[TASK ITEM] Please return the lines below verbatim, beginning at the one that has "type Future = Ready<Result<Self::Transform, Self::InitError>>;" and stopping after the one that has "type LocalFuture<T> = Pin<Box<dyn", and add no other lines.

(Data records)
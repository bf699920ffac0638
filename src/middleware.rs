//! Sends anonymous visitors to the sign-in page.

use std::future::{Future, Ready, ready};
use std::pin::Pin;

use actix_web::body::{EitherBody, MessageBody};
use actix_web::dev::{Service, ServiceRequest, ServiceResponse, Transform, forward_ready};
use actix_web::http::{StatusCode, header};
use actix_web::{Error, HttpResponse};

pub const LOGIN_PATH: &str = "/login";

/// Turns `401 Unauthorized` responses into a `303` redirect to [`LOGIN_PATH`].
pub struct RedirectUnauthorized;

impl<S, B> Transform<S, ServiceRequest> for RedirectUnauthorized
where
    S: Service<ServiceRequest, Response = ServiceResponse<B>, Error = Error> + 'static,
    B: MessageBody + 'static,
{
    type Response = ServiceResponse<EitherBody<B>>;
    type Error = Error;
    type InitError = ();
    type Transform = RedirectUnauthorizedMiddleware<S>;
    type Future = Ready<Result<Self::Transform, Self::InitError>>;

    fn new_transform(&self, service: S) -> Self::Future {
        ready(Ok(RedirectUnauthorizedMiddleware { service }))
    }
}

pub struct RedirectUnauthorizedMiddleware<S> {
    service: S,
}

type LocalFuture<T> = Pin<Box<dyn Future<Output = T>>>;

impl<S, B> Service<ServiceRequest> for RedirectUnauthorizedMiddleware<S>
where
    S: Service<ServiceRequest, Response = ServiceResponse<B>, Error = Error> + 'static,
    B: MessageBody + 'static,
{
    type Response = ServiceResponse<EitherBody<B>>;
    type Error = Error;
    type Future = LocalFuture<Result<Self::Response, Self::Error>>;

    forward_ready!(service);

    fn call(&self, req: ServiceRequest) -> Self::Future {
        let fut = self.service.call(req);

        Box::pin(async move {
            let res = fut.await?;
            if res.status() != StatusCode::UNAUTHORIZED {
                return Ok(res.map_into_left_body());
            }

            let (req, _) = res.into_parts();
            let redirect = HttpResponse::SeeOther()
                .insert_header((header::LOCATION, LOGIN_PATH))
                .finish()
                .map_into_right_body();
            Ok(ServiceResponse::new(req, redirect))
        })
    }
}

[SOLUTION FOR THIS TASK]
    type Future = Ready<Result<Self::Transform, Self::InitError>>;

    fn new_transform(&self, service: S) -> Self::Future {
        ready(Ok(RedirectUnauthorizedMiddleware { service }))
    }
}

pub struct RedirectUnauthorizedMiddleware<S> {
    service: S,
}

type LocalFuture<T> = Pin<Box<dyn Future<Output = T>>>;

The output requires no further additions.